Kita sering kali terbuai oleh nostalgia dan lupa bahwa para legenda musik ini tetaplah manusia biasa yang terikat oleh batasan biologis. Tur antarkota dengan mobilitas tinggi, perubahan cuaca, serta energi ekstra yang dikeluarkan saat menghibur ribuan penonton adalah kombinasi yang sangat berisiko bagi fisik seorang lansia. Kejadian pembatalan konser di Minnesota beberapa waktu lalu dan insiden St. Louis ini seharusnya menjadi sinyal bahaya yang nyata bagi tim manajemen.
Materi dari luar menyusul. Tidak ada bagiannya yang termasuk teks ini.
// --- Unit Tests ---
#[cfg(test)]
mod tests {
    use super::*;
    use crate::environment::{EnvError, Environment};
    use crate::evaluator::evaluate;
    use crate::parser::parse_str;

    fn eval(input: &str) -> EvalResult {
        let env = Environment::new_global_populated();
        let node = parse_str(input).unwrap_or_else(|e| panic!("Parsing '{}' failed: {}", input, e));
        evaluate(&node, &env)
    }

    // Helper to evaluate input string and check result kind (ignores span)
    fn assert_eval_kind(input: &str, expected_kind: Sexpr) {
        match eval(input) {
            Ok(result) => assert_eq!(result.kind, expected_kind, "Input: '{}'", input),
            Err(e) => panic!("Evaluation failed for input '{}': {}", input, e),
        }
    }

    fn assert_eval_prints(input: &str, expected: &str) {
        match eval(input) {
            Ok(result) => assert_eq!(result.to_string(), expected, "Input: '{}'", input),
            Err(e) => panic!("Evaluation failed for input '{}': {}", input, e),
        }
    }

    fn assert_eval_error(input: &str, expected_error_variant: &EvalError) {
        match eval(input) {
            Ok(result) => panic!(
                "Expected evaluation to fail for input '{}', but got: {:?}",
                input, result
            ),
            Err(e) => assert_eq!(
                std::mem::discriminant(&e),
                std::mem::discriminant(expected_error_variant),
                "Input: '{}', Expected error variant like {:?}, got: {:?}",
                input,
                expected_error_variant,
                e
            ),
        }
    }

    fn type_error() -> EvalError {
        EvalError::TypeMismatch {
            name: String::new(),
            expected: "",
            found: "",
            span: Span::default(),
        }
    }

    fn arity() -> EvalError {
        EvalError::EnvError(EnvError::ArityMismatch {
            name: String::new(),
            expected: Arity::Exactly(0),
            found: 0,
            span: Span::default(),
        })
    }

    fn domain() -> EvalError {
        EvalError::DomainError(String::new(), Span::default())
    }

    fn index() -> EvalError {
        EvalError::IndexOutOfRange(String::new(), Span::default())
    }

    #[test]
    fn test_arithmetic() {
        assert_eval_kind("(+ 1 2)", Sexpr::Integer(3));
        assert_eval_kind("(+ 10 20 30 40)", Sexpr::Integer(100));
        assert_eval_kind("(+)", Sexpr::Integer(0));
        assert_eval_kind("(+ 1 2.5)", Sexpr::Real(3.5));
        assert_eval_kind("(- 10 3)", Sexpr::Integer(7));
        assert_eval_kind("(- 5)", Sexpr::Integer(-5));
        assert_eval_kind("(- 10 3 2)", Sexpr::Integer(5));
        assert_eval_kind("(- 1.5)", Sexpr::Real(-1.5));
        assert_eval_kind("(* 2 3 4)", Sexpr::Integer(24));
        assert_eval_kind("(*)", Sexpr::Integer(1));
        assert_eval_kind("(/ 10 4)", Sexpr::Real(2.5));
        assert_eval_kind("(/ 6 3)", Sexpr::Real(2.0));
        assert_eval_kind("(/ 20 2 5)", Sexpr::Real(2.0));
        assert_eval_kind("(/ 5)", Sexpr::Real(0.2));
    }

    #[test]
    fn test_integer_overflow_promotes_to_real() {
        assert_eval_kind(
            "(+ 9223372036854775807 1)",
            Sexpr::Real(9223372036854775808.0),
        );
        assert_eval_kind("(* 4294967296 4294967296)", Sexpr::Real(18446744073709551616.0));
    }

    #[test]
    fn test_division_by_zero() {
        let div_zero = EvalError::DivisionByZero(Span::default());
        assert_eval_error("(/ 1 0)", &div_zero);
        assert_eval_error("(/ 1.5 0.0)", &div_zero);
        assert_eval_error("(/ 0)", &div_zero);
        assert_eval_error("(/ 10 2 0)", &div_zero);
        assert_eval_error("(expt 0 -1)", &div_zero);
    }

    #[test]
    fn test_arithmetic_errors() {
        assert_eval_error("(-)", &arity());
        assert_eval_error("(/)", &arity());
        assert_eval_error("(+ 1 (quote a))", &type_error());
        assert_eval_error("(* 2 (list 1))", &type_error());
    }

    #[test]
    fn test_comparison() {
        assert_eval_kind("(> 3 2)", Sexpr::Boolean(true));
        assert_eval_kind("(< 4 5 6)", Sexpr::Boolean(true));
        assert_eval_kind("(< 5 5 6)", Sexpr::Boolean(false));
        assert_eval_kind("(<= 5 5 6)", Sexpr::Boolean(true));
        assert_eval_kind("(>= 6 5 5)", Sexpr::Boolean(true));
        assert_eval_kind("(> 6 5 5)", Sexpr::Boolean(false));
        assert_eval_kind("(< 1 1.5)", Sexpr::Boolean(true));
        assert_eval_kind("(< 1 nan)", Sexpr::Boolean(false));
        assert_eval_kind("(= 5 5 5)", Sexpr::Boolean(true));
        assert_eval_kind("(= 1 1.0)", Sexpr::Boolean(true));
        assert_eval_kind("(= 5 6)", Sexpr::Boolean(false));
        // Integers are not rounded through f64 when compared with reals
        assert_eval_kind("(= 9007199254740993 9007199254740992.0)", Sexpr::Boolean(false));
        assert_eval_kind("(= 9007199254740992 9007199254740992.0)", Sexpr::Boolean(true));
        assert_eval_kind("(< 9007199254740992.0 9007199254740993)", Sexpr::Boolean(true));
        assert_eval_kind("(> 9223372036854775807 9223372036854775807.0)", Sexpr::Boolean(false));
        assert_eval_kind("(< -2 -1.5 -1)", Sexpr::Boolean(true));
        assert_eval_kind("(> -1 -1.5)", Sexpr::Boolean(true));
        assert_eval_kind("(equal? (list 9007199254740993) (list 9007199254740992.0))", Sexpr::Boolean(false));
        assert_eval_kind("(= (quote a) (quote a))", Sexpr::Boolean(true));

        assert_eval_error("(< 1)", &arity());
        assert_eval_error("(< 1 (quote b))", &type_error());
    }

    #[test]
    fn test_numeric_helpers() {
        assert_eval_kind("(abs -5)", Sexpr::Integer(5));
        assert_eval_kind("(abs -2.5)", Sexpr::Real(2.5));
        assert_eval_kind("(min 3 1 2)", Sexpr::Integer(1));
        assert_eval_kind("(max 3 1 2.5)", Sexpr::Integer(3));
        assert_eval_kind("(max (list 4 9 2))", Sexpr::Integer(9));
        assert_eval_error("(max (list))", &index());
        assert_eval_kind("(round 2.5)", Sexpr::Integer(2));
        assert_eval_kind("(round 3.5)", Sexpr::Integer(4));
        assert_eval_kind("(round -1.7)", Sexpr::Integer(-2));
        assert_eval_kind("(round 7)", Sexpr::Integer(7));
        assert_eval_kind("(round 3.14159 2)", Sexpr::Real(3.14));
        assert_eval_error("(round inf)", &domain());
    }

    #[test]
    fn test_round_to_digits_extremes() {
        // Values already exact at the requested precision come back unchanged
        assert_eval_kind("(round 1e300 20)", Sexpr::Real(1e300));
        assert_eval_kind("(round 3.14 400)", Sexpr::Real(3.14));
        assert_eval_kind("(round 2.5 308)", Sexpr::Real(2.5));
        assert_eval_kind("(round 1.5 309)", Sexpr::Real(1.5));
        assert_eval_kind("(round 1.5 -400)", Sexpr::Real(0.0));
        assert_eval_kind("(round 5 -400)", Sexpr::Integer(0));
        assert_eval_kind("(round 7 3)", Sexpr::Integer(7));
        assert_eval_kind("(round 1234 -2)", Sexpr::Integer(1200));
        assert_eval_kind("(round 1250 -2)", Sexpr::Integer(1200));
        assert_eval_kind("(round 1350 -2)", Sexpr::Integer(1400));
        assert_eval_kind("(round -1250 -2)", Sexpr::Integer(-1200));
        assert_eval_kind("(round -1251 -2)", Sexpr::Integer(-1300));
        assert_eval_kind(
            "(round 9223372036854775807 -1)",
            Sexpr::Real(9223372036854775810.0),
        );
        assert_eval_kind("(expt 2 10)", Sexpr::Integer(1024));
        assert_eval_kind("(expt 2 -1)", Sexpr::Real(0.5));
        assert_eval_kind("(expt 2.0 3)", Sexpr::Real(8.0));
        assert_eval_kind("(expt 2 100)", Sexpr::Real(2f64.powi(100)));
    }

    #[test]
    fn test_list_primitives() {
        assert_eval_kind("(car (list 1 2 3))", Sexpr::Integer(1));
        assert_eval_prints("(cdr (list 1 2 3))", "(2 3)");
        assert_eval_prints("(cdr (list 1))", "()");
        assert_eval_prints("(cons 0 (list 1 2))", "(0 1 2)");
        assert_eval_prints("(cons (list 1) (list))", "((1))");
        assert_eval_prints("(list)", "()");
        assert_eval_prints("(list 1 (list 2.5 (quote x)))", "(1 (2.5 x))");
        assert_eval_kind("(length (list 1 2 3))", Sexpr::Integer(3));
        assert_eval_kind("(length (list))", Sexpr::Integer(0));
        assert_eval_prints("(append (list 1 2) (list) (list 3))", "(1 2 3)");
        assert_eval_prints("(append)", "()");
    }

    #[test]
    fn test_list_primitive_errors() {
        assert_eval_error("(car (list))", &index());
        assert_eval_error("(cdr (list))", &index());
        assert_eval_error("(car 1)", &type_error());
        assert_eval_error("(cons 1 2)", &type_error());
        assert_eval_error("(length (quote a))", &type_error());
        assert_eval_error("(car (list 1) (list 2))", &arity());
    }

    #[test]
    fn test_predicates() {
        assert_eval_kind("(null? (list))", Sexpr::Boolean(true));
        assert_eval_kind("(null? (list 1))", Sexpr::Boolean(false));
        assert_eval_kind("(null? 0)", Sexpr::Boolean(false));
        assert_eval_kind("(number? 1)", Sexpr::Boolean(true));
        assert_eval_kind("(number? 1.5)", Sexpr::Boolean(true));
        assert_eval_kind("(number? (quote a))", Sexpr::Boolean(false));
        assert_eval_kind("(symbol? (quote a))", Sexpr::Boolean(true));
        assert_eval_kind("(symbol? 1)", Sexpr::Boolean(false));
        assert_eval_kind("(list? (list))", Sexpr::Boolean(true));
        assert_eval_kind("(list? 1)", Sexpr::Boolean(false));
        assert_eval_kind("(procedure? car)", Sexpr::Boolean(true));
        assert_eval_kind("(procedure? (lambda (x) x))", Sexpr::Boolean(true));
        assert_eval_kind("(procedure? (quote car))", Sexpr::Boolean(false));
        assert_eval_kind("(not (= 1 2))", Sexpr::Boolean(true));
        assert_eval_kind("(not 0)", Sexpr::Boolean(false));
    }

    #[test]
    fn test_equality_predicates() {
        assert_eval_kind("(eq? (quote a) (quote a))", Sexpr::Boolean(true));
        assert_eval_kind("(eq? 1 1)", Sexpr::Boolean(true));
        assert_eval_kind("(eq? 1 1.0)", Sexpr::Boolean(false));
        assert_eval_kind("(eq? (list) (list))", Sexpr::Boolean(true));
        assert_eval_kind("(eq? (list 1) (list 1))", Sexpr::Boolean(false));
        assert_eval_kind("(eq? car car)", Sexpr::Boolean(true));
        assert_eval_kind("(equal? (list 1 (list 2)) (list 1 (list 2)))", Sexpr::Boolean(true));
        assert_eval_kind("(equal? (list 1 2) (list 1 2.0))", Sexpr::Boolean(true));
        assert_eval_kind("(equal? (list 1 2) (list 1))", Sexpr::Boolean(false));
    }

    #[test]
    fn test_control_primitives() {
        assert_eval_kind("(apply + (list 1 2 3))", Sexpr::Integer(6));
        assert_eval_kind("(apply max (list 4 8 2))", Sexpr::Integer(8));
        assert_eval_prints("(map abs (list -1 2 -3))", "(1 2 3)");
        assert_eval_prints("(map + (list 1 2 3) (list 10 20))", "(11 22)");
        assert_eval_prints("(map car (list))", "()");
        assert_eval_kind("(begin 1 2 3)", Sexpr::Integer(3));
        assert_eval_kind("(print 1 (list 2 3))", Sexpr::Void);

        assert_eval_error("(apply 1 (list 1))", &type_error());
        assert_eval_error("(apply + 1)", &type_error());
        assert_eval_error("(map car)", &arity());
        assert_eval_error("(begin)", &arity());
        assert_eval_error("(map car (list (list)))", &index());
    }

    #[test]
    fn test_math_library() {
        assert_eval_kind("(sqrt 16)", Sexpr::Real(4.0));
        assert_eval_kind("(sin 0)", Sexpr::Real(0.0));
        assert_eval_kind("(cos 0)", Sexpr::Real(1.0));
        assert_eval_kind("(exp 0)", Sexpr::Real(1.0));
        assert_eval_kind("(log 1)", Sexpr::Real(0.0));
        assert_eval_kind("(log 8 2)", Sexpr::Real(3.0));
        assert_eval_kind("(log10 1000)", Sexpr::Real(3.0));
        assert_eval_kind("(pow 2 3)", Sexpr::Real(8.0));
        assert_eval_kind("(hypot 3 4)", Sexpr::Real(5.0));
        assert_eval_kind("(fmod 7 3)", Sexpr::Real(1.0));
        assert_eval_kind("(degrees pi)", Sexpr::Real(180.0));
        assert_eval_kind("(floor 2.7)", Sexpr::Integer(2));
        assert_eval_kind("(ceil 2.1)", Sexpr::Integer(3));
        assert_eval_kind("(trunc -2.7)", Sexpr::Integer(-2));
        assert_eval_kind("(floor 5)", Sexpr::Integer(5));
        assert_eval_kind("(factorial 5)", Sexpr::Integer(120));
        assert_eval_kind("(factorial 0)", Sexpr::Integer(1));
        // Stops multiplying once the product has overflowed every representation
        assert_eval_kind("(factorial 100000000000)", Sexpr::Real(f64::INFINITY));
        assert_eval_kind("(gcd 12 18)", Sexpr::Integer(6));
        assert_eval_kind("(gcd)", Sexpr::Integer(0));
        assert_eval_kind("(lcm 4 6)", Sexpr::Integer(12));
        assert_eval_kind("(isqrt 17)", Sexpr::Integer(4));
        assert_eval_kind("(isqrt 16)", Sexpr::Integer(4));
        assert_eval_kind("(isnan nan)", Sexpr::Boolean(true));
        assert_eval_kind("(isinf inf)", Sexpr::Boolean(true));
        assert_eval_kind("(isfinite 1)", Sexpr::Boolean(true));
        assert_eval_kind("(* 2 pi)", Sexpr::Real(std::f64::consts::TAU));
    }

    #[test]
    fn test_math_domain_errors() {
        assert_eval_error("(sqrt -1)", &domain());
        assert_eval_error("(log 0)", &domain());
        assert_eval_error("(log -1)", &domain());
        assert_eval_error("(asin 2)", &domain());
        assert_eval_error("(exp 1000)", &domain());
        assert_eval_error("(fmod 1 0)", &domain());
        assert_eval_error("(factorial -1)", &domain());
        assert_eval_error("(isqrt -4)", &domain());
        assert_eval_error("(floor inf)", &domain());
        assert_eval_error("(factorial 2.5)", &type_error());
        assert_eval_error("(sqrt (quote x))", &type_error());
        assert_eval_error("(log 10 1)", &EvalError::DivisionByZero(Span::default()));
        // NaN and infinities pass through when they were given
        assert_eval_kind("(sqrt inf)", Sexpr::Real(f64::INFINITY));
    }
}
Menurut pandangan saya sebagai pengamat budaya pop, sudah saatnya industri hiburan global merevisi standar operasional tur bagi artis-artis senior. Mengurangi intensitas jadwal, memperpanjang jeda istirahat antarkota, atau bahkan mengalihkan format tur menjadi konser residensi di satu lokasi khusus adalah langkah yang jauh lebih humanis ketimbang memaksakan tur keliling dunia. Kesehatan dan keselamatan jiwa sang artis jelas harus berada di atas target profit penjualan tiket.
Pada akhirnya, para penggemar tentu merindukan aksi panggung spektakuler sang idola. Namun, melihat Lionel Richie sehat dan menikmati masa tuanya dengan tenang jauh lebih berharga daripada satu malam pertunjukan. Mari kita berdoa agar sang maestro benar-benar mengambil jeda istirahat yang cukup sebelum memutuskan naik ke atas panggung kembali!
Pertanyaan yang Sering Diajukan (FAQ)
Q: Mengapa Lionel Richie dilarikan ke ICU setelah konsernya?
A: Lionel Richie mendatangi rumah sakit atas inisiatif sendiri karena merasa tidak fit seusai konser. Ia dirawat di ICU untuk menjalani pemeriksaan jantung serta mendapatkan perawatan akibat dehidrasi ringan.
Q: Bagaimana kondisi terbaru dari Lionel Richie?
A: Kondisi Lionel Richie dilaporkan sudah stabil dan ia diperkirakan bisa segera keluar dari rumah sakit dalam kurun waktu singkat.
Q: Apakah jadwal konser Lionel Richie selanjutnya akan dibatalkan?
A: Hingga saat ini belum ada pengumuman resmi mengenai pembatalan 10 jadwal konser tersisa yang dijadwalkan mulai 26 September mendatang di San Francisco.